//! CLI for the navicon favicon tools.

mod commands;

use anyhow::Result;
use clap::{Parser, Subcommand};
use navicon_core::config;
use navicon_core::store::Store;
use std::path::PathBuf;

use commands::{
    run_add, run_export_icon, run_list, run_remove, run_resolve, run_serve, run_update,
};

/// Top-level CLI for navicon.
#[derive(Debug, Parser)]
#[command(name = "navicon")]
#[command(about = "navicon: fetch, store and serve site icons for a bookmark catalog", long_about = None)]
pub struct Cli {
    #[command(subcommand)]
    pub command: CliCommand,
}

#[derive(Debug, Subcommand)]
pub enum CliCommand {
    /// Add a site to the catalog.
    Add {
        /// Display title.
        title: String,
        /// Site URL.
        url: String,
    },

    /// List catalog entries.
    List,

    /// Remove a catalog entry by ID (its stored icon is kept).
    Remove {
        /// Entry identifier.
        id: i64,
    },

    /// Resolve and store the icon for a single page URL.
    Resolve {
        /// Page URL.
        url: String,
        /// Attach the resolved icon to this catalog entry.
        #[arg(long, value_name = "ID")]
        entry: Option<i64>,
    },

    /// Resolve icons for catalog entries that have none.
    Update {
        /// Maximum number of entries to process (defaults to `batch_limit` from config).
        #[arg(long, value_name = "N")]
        limit: Option<u32>,
        /// Print the summary as JSON.
        #[arg(long)]
        json: bool,
    },

    /// Write a stored icon blob to a file.
    ExportIcon {
        /// Icon identifier.
        id: i64,
        /// Destination file.
        path: PathBuf,
    },

    /// Serve stored icons and the update trigger over HTTP.
    Serve {
        /// Address to bind (defaults to `listen_addr` from config).
        #[arg(long, value_name = "ADDR")]
        listen: Option<String>,
    },
}

impl CliCommand {
    pub async fn run_from_args() -> Result<()> {
        let cli = Cli::parse();
        let cfg = config::load_or_init()?;
        tracing::debug!("loaded config: {:?}", cfg);
        let store = Store::open(&cfg).await?;

        match cli.command {
            CliCommand::Add { title, url } => run_add(&store, &title, &url).await?,
            CliCommand::List => run_list(&store).await?,
            CliCommand::Remove { id } => run_remove(&store, id).await?,
            CliCommand::Resolve { url, entry } => run_resolve(&store, &cfg, &url, entry).await?,
            CliCommand::Update { limit, json } => run_update(&store, &cfg, limit, json).await?,
            CliCommand::ExportIcon { id, path } => run_export_icon(&store, id, &path).await?,
            CliCommand::Serve { listen } => {
                let addr = listen.unwrap_or_else(|| cfg.listen_addr.clone());
                run_serve(store, &cfg, &addr).await?;
            }
        }

        Ok(())
    }
}

#[cfg(test)]
mod tests;
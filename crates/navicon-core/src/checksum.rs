//! SHA-256 digests of icon payloads.
//!
//! Stored next to each blob and served as the strong `ETag` of the
//! retrieval endpoint.

use sha2::{Digest, Sha256};

/// Compute SHA-256 of `data` and return the digest as lowercase hex.
pub fn sha256_hex(data: &[u8]) -> String {
    let mut hasher = Sha256::new();
    hasher.update(data);
    hex::encode(hasher.finalize())
}
use anyhow::{Context, Result};
use serde::{Deserialize, Serialize};
use std::fs;
use std::path::PathBuf;
use std::time::Duration;

/// Browser-like User-Agent; some sites serve different markup to unknown clients.
pub const DEFAULT_USER_AGENT: &str =
    "Mozilla/5.0 (Windows NT 10.0; Win64; x64) AppleWebKit/537.36";

/// Global configuration loaded from `~/.config/navicon/config.toml`.
///
/// Loaded once at startup and passed down explicitly; nothing reads it from
/// ambient state.
#[derive(Debug, Clone, Serialize, Deserialize)]
#[serde(default)]
pub struct NaviconConfig {
    /// User-Agent sent with page and icon requests.
    pub user_agent: String,
    /// Total time budget for a single GET, in seconds.
    pub fetch_timeout_secs: u64,
    /// Connect timeout for a single GET, in seconds.
    pub connect_timeout_secs: u64,
    /// Icon bodies smaller than this are treated as error pages and rejected.
    pub min_icon_bytes: usize,
    /// Maximum number of catalog entries processed by one batch run.
    pub batch_limit: u32,
    /// Fixed pause between batch items, in milliseconds.
    pub batch_delay_ms: u64,
    /// Route prefix under which stored icons are served (`{icon_route}/{id}`).
    pub icon_route: String,
    /// Address the HTTP server binds to.
    pub listen_addr: String,
    /// Database file; defaults to `~/.local/state/navicon/navicon.db`.
    pub database_path: Option<PathBuf>,
}

impl Default for NaviconConfig {
    fn default() -> Self {
        Self {
            user_agent: DEFAULT_USER_AGENT.to_string(),
            fetch_timeout_secs: 10,
            connect_timeout_secs: 5,
            min_icon_bytes: 100,
            batch_limit: 50,
            batch_delay_ms: 500,
            icon_route: "/api/icons".to_string(),
            listen_addr: "127.0.0.1:3000".to_string(),
            database_path: None,
        }
    }
}

impl NaviconConfig {
    /// At least one second; libcurl reads zero as "no timeout".
    pub fn fetch_timeout(&self) -> Duration {
        Duration::from_secs(self.fetch_timeout_secs.max(1))
    }

    pub fn connect_timeout(&self) -> Duration {
        Duration::from_secs(self.connect_timeout_secs.max(1))
    }

    pub fn batch_delay(&self) -> Duration {
        Duration::from_millis(self.batch_delay_ms)
    }

    /// Icon route with any trailing slash removed, so `{route}/{id}` is well formed.
    pub fn icon_route(&self) -> &str {
        let trimmed = self.icon_route.trim_end_matches('/');
        if trimmed.is_empty() {
            "/api/icons"
        } else {
            trimmed
        }
    }

    /// Rejects values the server cannot mount.
    pub fn validate(&self) -> Result<()> {
        check_icon_route(self.icon_route())
    }
}

/// An icon route must be an absolute path of literal segments.
pub fn check_icon_route(route: &str) -> Result<()> {
    if !route.starts_with('/') {
        anyhow::bail!("icon_route must start with '/': {route:?}");
    }
    if route.contains(['{', '}', '*']) || route.split('/').any(|seg| seg.starts_with(':')) {
        anyhow::bail!("icon_route must not contain path parameters: {route:?}");
    }
    if route.chars().any(|c| c.is_whitespace()) {
        anyhow::bail!("icon_route must not contain whitespace: {route:?}");
    }
    Ok(())
}

pub fn config_path() -> Result<PathBuf> {
    let xdg_dirs = xdg::BaseDirectories::with_prefix("navicon")?;
    Ok(xdg_dirs.place_config_file("config.toml")?)
}

/// Load configuration from disk, creating a default file if none exists.
pub fn load_or_init() -> Result<NaviconConfig> {
    let path = config_path()?;
    if !path.exists() {
        let default_cfg = NaviconConfig::default();
        let toml = toml::to_string_pretty(&default_cfg)?;
        if let Some(parent) = path.parent() {
            fs::create_dir_all(parent)?;
        }
        fs::write(&path, toml)?;
        tracing::info!("created default config at {}", path.display());
        return Ok(default_cfg);
    }

    let data = fs::read_to_string(&path)?;
    let cfg: NaviconConfig = toml::from_str(&data)?;
    cfg.validate()
        .with_context(|| format!("invalid config {}", path.display()))?;
    Ok(cfg)
}

#[cfg(test)]
mod tests {
    use super::*;

    #[test]
    fn default_config_values() {
        let cfg = NaviconConfig::default();
        assert_eq!(cfg.fetch_timeout(), Duration::from_secs(10));
        assert_eq!(cfg.min_icon_bytes, 100);
        assert_eq!(cfg.batch_limit, 50);
        assert_eq!(cfg.batch_delay(), Duration::from_millis(500));
        assert_eq!(cfg.icon_route(), "/api/icons");
        assert!(cfg.database_path.is_none());
    }

    #[test]
    fn config_toml_roundtrip() {
        let cfg = NaviconConfig::default();
        let toml = toml::to_string_pretty(&cfg).unwrap();
        let parsed: NaviconConfig = toml::from_str(&toml).unwrap();
        assert_eq!(parsed.user_agent, cfg.user_agent);
        assert_eq!(parsed.min_icon_bytes, cfg.min_icon_bytes);
        assert_eq!(parsed.batch_limit, cfg.batch_limit);
        assert_eq!(parsed.listen_addr, cfg.listen_addr);
    }

    #[test]
    fn config_toml_partial_uses_defaults() {
        let toml = r#"
            batch_limit = 5
            batch_delay_ms = 0
            database_path = "/tmp/navicon-test.db"
        "#;
        let cfg: NaviconConfig = toml::from_str(toml).unwrap();
        assert_eq!(cfg.batch_limit, 5);
        assert_eq!(cfg.batch_delay(), Duration::ZERO);
        assert_eq!(
            cfg.database_path.as_deref(),
            Some(std::path::Path::new("/tmp/navicon-test.db"))
        );
        assert_eq!(cfg.min_icon_bytes, 100);
        assert_eq!(cfg.user_agent, DEFAULT_USER_AGENT);
    }

    #[test]
    fn icon_route_trailing_slash_trimmed() {
        let cfg = NaviconConfig {
            icon_route: "/static/icons/".to_string(),
            ..NaviconConfig::default()
        };
        assert_eq!(cfg.icon_route(), "/static/icons");

        let empty = NaviconConfig {
            icon_route: "/".to_string(),
            ..NaviconConfig::default()
        };
        assert_eq!(empty.icon_route(), "/api/icons");
    }

    #[test]
    fn zero_timeouts_are_clamped() {
        let cfg = NaviconConfig {
            fetch_timeout_secs: 0,
            connect_timeout_secs: 0,
            ..NaviconConfig::default()
        };
        assert_eq!(cfg.fetch_timeout(), Duration::from_secs(1));
        assert_eq!(cfg.connect_timeout(), Duration::from_secs(1));
    }

    #[test]
    fn icon_route_validation() {
        assert!(NaviconConfig::default().validate().is_ok());
        assert!(check_icon_route("/static/icons").is_ok());
        assert!(check_icon_route("icons").is_err());
        assert!(check_icon_route("/icons/{id}").is_err());
        assert!(check_icon_route("/icons/:id").is_err());
        assert!(check_icon_route("/icons/*rest").is_err());
        assert!(check_icon_route("/my icons").is_err());

        let cfg = NaviconConfig {
            icon_route: "icons/".to_string(),
            ..NaviconConfig::default()
        };
        assert!(cfg.validate().is_err());
    }
}
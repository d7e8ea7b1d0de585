//! Blocking HTTP GET used for page markup and icon payloads.
//!
//! Uses the curl crate (libcurl). Every request carries a browser-like
//! User-Agent, follows redirects and is bounded by an overall timeout.

mod error;
mod parse;

pub use error::{classify, classify_curl_error, FailureKind, FetchError};

use crate::config::NaviconConfig;
use std::str;
use std::time::Duration;

/// Headers of the final response (after redirects). Names are lowercased.
#[derive(Debug, Clone, Default)]
pub struct ResponseHeaders {
    fields: Vec<(String, String)>,
}

impl ResponseHeaders {
    /// Build from raw header lines as reported by curl (status lines included).
    pub fn from_lines(lines: &[String]) -> Self {
        parse::parse_headers(lines)
    }

    /// First value for `name` (case-insensitive).
    pub fn get(&self, name: &str) -> Option<&str> {
        self.fields
            .iter()
            .find(|(k, _)| k.eq_ignore_ascii_case(name))
            .map(|(_, v)| v.as_str())
    }

    pub fn content_type(&self) -> Option<&str> {
        self.get("content-type")
    }
}

/// A successful (2xx) response with its body fully read into memory.
#[derive(Debug, Clone)]
pub struct HttpResponse {
    pub status: u32,
    pub headers: ResponseHeaders,
    pub body: Vec<u8>,
}

/// Anything that can GET a URL and hand back a 2xx response.
///
/// Implemented by [`HttpClient`]; tests substitute canned responses.
/// Calls block the current thread; async callers go through `spawn_blocking`.
pub trait PageFetcher: Send + Sync + 'static {
    fn get(&self, url: &str) -> Result<HttpResponse, FetchError>;
}

/// Used in place of a zero timeout.
pub const MIN_TIMEOUT: Duration = Duration::from_secs(1);

/// libcurl-backed GET with a fixed User-Agent and timeouts.
#[derive(Debug, Clone)]
pub struct HttpClient {
    user_agent: String,
    timeout: Duration,
    connect_timeout: Duration,
}

impl HttpClient {
    /// Zero durations fall back to [`MIN_TIMEOUT`]; libcurl would treat them as unbounded.
    pub fn new(user_agent: impl Into<String>, timeout: Duration, connect_timeout: Duration) -> Self {
        let bounded = |d: Duration| if d.is_zero() { MIN_TIMEOUT } else { d };
        Self {
            user_agent: user_agent.into(),
            timeout: bounded(timeout),
            connect_timeout: bounded(connect_timeout),
        }
    }

    pub fn from_config(cfg: &NaviconConfig) -> Self {
        Self::new(cfg.user_agent.clone(), cfg.fetch_timeout(), cfg.connect_timeout())
    }
}

impl PageFetcher for HttpClient {
    /// Performs a GET and returns the final response.
    ///
    /// Non-2xx statuses are returned as [`FetchError::Http`].
    fn get(&self, url: &str) -> Result<HttpResponse, FetchError> {
        let parsed = url::Url::parse(url).map_err(|_| FetchError::InvalidUrl(url.to_string()))?;
        if !matches!(parsed.scheme(), "http" | "https") {
            return Err(FetchError::InvalidUrl(url.to_string()));
        }

        let mut header_lines: Vec<String> = Vec::new();
        let mut body: Vec<u8> = Vec::new();

        let mut easy = curl::easy::Easy::new();
        easy.url(parsed.as_str())?;
        easy.useragent(&self.user_agent)?;
        easy.follow_location(true)?;
        easy.max_redirections(10)?;
        easy.connect_timeout(self.connect_timeout.min(self.timeout))?;
        easy.timeout(self.timeout)?;
        // Let libcurl decode gzip/deflate/br as advertised by the server.
        easy.accept_encoding("")?;

        {
            let mut transfer = easy.transfer();
            transfer.header_function(|data| {
                if let Ok(s) = str::from_utf8(data) {
                    header_lines.push(s.trim_end().to_string());
                }
                true
            })?;
            transfer.write_function(|data| {
                body.extend_from_slice(data);
                Ok(data.len())
            })?;
            transfer.perform()?;
        }

        let code = easy.response_code()?;
        if !(200..300).contains(&code) {
            return Err(FetchError::Http(code));
        }

        Ok(HttpResponse {
            status: code,
            headers: ResponseHeaders::from_lines(&header_lines),
            body,
        })
    }
}
//! MIME type selection for downloaded icons.

/// MIME type used when neither the response nor the URL says otherwise.
pub const FALLBACK_MIME: &str = "image/x-icon";

/// Picks the MIME type to store for an icon fetched from `icon_url`.
///
/// A declared `Content-Type` wins when it is an `image/*` type (parameters
/// such as `; charset=` are dropped). Otherwise the type is inferred from the
/// extension of the URL path.
pub fn icon_mime_type(declared: Option<&str>, icon_url: &str) -> String {
    if let Some(essence) = declared.map(media_type_essence) {
        if essence.starts_with("image/") {
            return essence;
        }
    }
    mime_from_extension(icon_url).to_string()
}

/// `"Image/PNG; charset=binary"` -> `"image/png"`.
fn media_type_essence(value: &str) -> String {
    value
        .split(';')
        .next()
        .unwrap_or("")
        .trim()
        .to_ascii_lowercase()
}

/// Maps the path extension of `icon_url` to an image MIME type.
pub fn mime_from_extension(icon_url: &str) -> &'static str {
    let path = match url::Url::parse(icon_url) {
        Ok(u) => u.path().to_ascii_lowercase(),
        Err(_) => icon_url
            .split(['?', '#'])
            .next()
            .unwrap_or("")
            .to_ascii_lowercase(),
    };
    let ext = match path.rsplit_once('.') {
        Some((_, ext)) if !ext.contains('/') => ext,
        _ => return FALLBACK_MIME,
    };
    match ext {
        "png" => "image/png",
        "jpg" | "jpeg" => "image/jpeg",
        "gif" => "image/gif",
        "svg" => "image/svg+xml",
        _ => FALLBACK_MIME,
    }
}
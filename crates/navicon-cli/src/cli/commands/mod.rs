//! CLI command handlers, one per file.

mod add;
mod export_icon;
mod list;
mod remove;
mod resolve;
mod serve;
mod update;

pub use add::run_add;
pub use export_icon::run_export_icon;
pub use list::run_list;
pub use remove::run_remove;
pub use resolve::run_resolve;
pub use serve::run_serve;
pub use update::run_update;
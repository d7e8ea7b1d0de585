//! `navicon list` – show catalog entries.

use anyhow::Result;
use navicon_core::store::Store;

pub async fn run_list(store: &Store) -> Result<()> {
    let entries = store.list_entries().await?;
    if entries.is_empty() {
        println!("No entries in catalog.");
        return Ok(());
    }
    println!("{:<6} {:<8} {:<24} {}", "ID", "ICON", "TITLE", "URL");
    for e in entries {
        let icon = match (e.lacks_icon(), e.icon_id) {
            (false, Some(id)) => id.to_string(),
            _ => "-".to_string(),
        };
        println!("{:<6} {:<8} {:<24} {}", e.id, icon, e.title, e.url);
    }
    Ok(())
}
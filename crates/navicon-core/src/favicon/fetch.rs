//! Downloads a single candidate icon.

use super::mime::icon_mime_type;
use super::FetchedIcon;
use crate::http::{classify, PageFetcher};

/// Downloads `candidate` and returns its bytes and MIME type.
///
/// Network errors, non-2xx statuses and bodies smaller than `min_bytes`
/// all come back as `None`.
pub fn fetch_icon<F: PageFetcher + ?Sized>(
    fetcher: &F,
    candidate: &str,
    min_bytes: usize,
) -> Option<FetchedIcon> {
    let response = match fetcher.get(candidate) {
        Ok(r) => r,
        Err(e) => {
            tracing::debug!(
                candidate = %candidate,
                kind = classify(&e).as_str(),
                "icon fetch failed: {}",
                e
            );
            return None;
        }
    };

    let mime_type = icon_mime_type(response.headers.content_type(), candidate);

    if response.body.len() < min_bytes {
        tracing::warn!(
            candidate = %candidate,
            bytes = response.body.len(),
            "downloaded icon is too small"
        );
        return None;
    }

    Some(FetchedIcon {
        data: response.body,
        mime_type,
    })
}
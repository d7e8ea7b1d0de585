//! `navicon add <title> <url>` – add a catalog entry.

use anyhow::{Context, Result};
use navicon_core::store::Store;

pub async fn run_add(store: &Store, title: &str, url: &str) -> Result<()> {
    url::Url::parse(url).with_context(|| format!("invalid URL: {url}"))?;
    let id = store.add_entry(title, url).await?;
    println!("Added entry {id}: {title} ({url})");
    Ok(())
}
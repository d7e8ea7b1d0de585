use axum::{
    extract::{Path, State},
    http::{header, StatusCode},
    response::{IntoResponse, Response},
    Json,
};
use std::sync::Arc;

use super::error::ApiError;
use super::AppState;
use crate::batch::run_batch;
use crate::store::IconId;

/// Icons are immutable once stored; clients may cache them for a week.
pub const ICON_CACHE_CONTROL: &str = "public, max-age=604800, immutable";

pub async fn icon_handler(
    State(state): State<Arc<AppState>>,
    Path(id): Path<String>,
) -> Result<Response, ApiError> {
    let id: IconId = id.parse().map_err(|_| ApiError::InvalidIconId)?;

    let icon = state
        .store
        .get_icon(id)
        .await
        .map_err(ApiError::IconStore)?
        .ok_or(ApiError::IconNotFound)?;

    let headers = [
        (header::CONTENT_TYPE, icon.mime_type),
        (header::CACHE_CONTROL, ICON_CACHE_CONTROL.to_string()),
        (header::ACCESS_CONTROL_ALLOW_ORIGIN, "*".to_string()),
        (header::ETAG, format!("\"{}\"", icon.sha256)),
    ];

    Ok((StatusCode::OK, headers, icon.data).into_response())
}

pub async fn update_favicons_handler(
    State(state): State<Arc<AppState>>,
) -> Result<impl IntoResponse, ApiError> {
    tracing::info!("icon update triggered over HTTP");
    let _running = match state.batch_guard.try_lock() {
        Ok(guard) => guard,
        Err(_) => {
            tracing::info!("icon batch already running; waiting for it to finish");
            state.batch_guard.lock().await
        }
    };
    let summary = run_batch(&state.store, &state.resolver, &state.batch)
        .await
        .map_err(ApiError::BatchFailed)?;
    Ok(Json(summary))
}
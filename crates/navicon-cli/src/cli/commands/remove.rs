//! `navicon remove <id>` – remove a catalog entry.

use anyhow::Result;
use navicon_core::store::Store;

pub async fn run_remove(store: &Store, id: i64) -> Result<()> {
    if !store.remove_entry(id).await? {
        anyhow::bail!("no catalog entry with id {id}");
    }
    println!("Removed entry {id}");
    Ok(())
}
//! GET error type and failure classification.

use thiserror::Error;

/// Error returned by a single GET (bad URL, curl failure, or HTTP error).
/// Kept typed so callers can classify failures before logging them.
#[derive(Debug, Error)]
pub enum FetchError {
    /// URL did not parse as an absolute http(s) URL.
    #[error("invalid URL: {0}")]
    InvalidUrl(String),
    /// Curl reported an error (timeout, connection, etc.).
    #[error("{0}")]
    Curl(#[from] curl::Error),
    /// HTTP response had a non-2xx status.
    #[error("HTTP {0}")]
    Http(u32),
}

/// Coarse failure category, used as a structured log field.
#[derive(Debug, Clone, Copy, PartialEq, Eq)]
pub enum FailureKind {
    /// Operation timed out (connect/read).
    Timeout,
    /// Network-level failure (connection refused, DNS, reset).
    Connection,
    /// Server answered with a non-2xx status.
    HttpStatus(u32),
    /// Malformed URL.
    InvalidUrl,
    Other,
}

impl FailureKind {
    pub fn as_str(self) -> &'static str {
        match self {
            FailureKind::Timeout => "timeout",
            FailureKind::Connection => "connection",
            FailureKind::HttpStatus(_) => "http_status",
            FailureKind::InvalidUrl => "invalid_url",
            FailureKind::Other => "other",
        }
    }
}

/// Classify a curl error.
pub fn classify_curl_error(e: &curl::Error) -> FailureKind {
    if e.is_operation_timedout() {
        return FailureKind::Timeout;
    }
    if e.is_couldnt_connect()
        || e.is_couldnt_resolve_host()
        || e.is_couldnt_resolve_proxy()
        || e.is_read_error()
        || e.is_recv_error()
        || e.is_send_error()
        || e.is_got_nothing()
        || e.is_ssl_connect_error()
    {
        return FailureKind::Connection;
    }
    FailureKind::Other
}

/// Classify a fetch error into a FailureKind.
pub fn classify(e: &FetchError) -> FailureKind {
    match e {
        FetchError::InvalidUrl(_) => FailureKind::InvalidUrl,
        FetchError::Curl(ce) => classify_curl_error(ce),
        FetchError::Http(code) => FailureKind::HttpStatus(*code),
    }
}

## Task prompt
Retype the portion of the data above that starts on the line with "a zero timeout." and finishes on the line with "them as unbounded.", including both of those lines.

## Task output
/// Used in place of a zero timeout.
pub const MIN_TIMEOUT: Duration = Duration::from_secs(1);

/// libcurl-backed GET with a fixed User-Agent and timeouts.
#[derive(Debug, Clone)]
pub struct HttpClient {
    user_agent: String,
    timeout: Duration,
    connect_timeout: Duration,
}

impl HttpClient {
    /// Zero durations fall back to [`MIN_TIMEOUT`]; libcurl would treat them as unbounded.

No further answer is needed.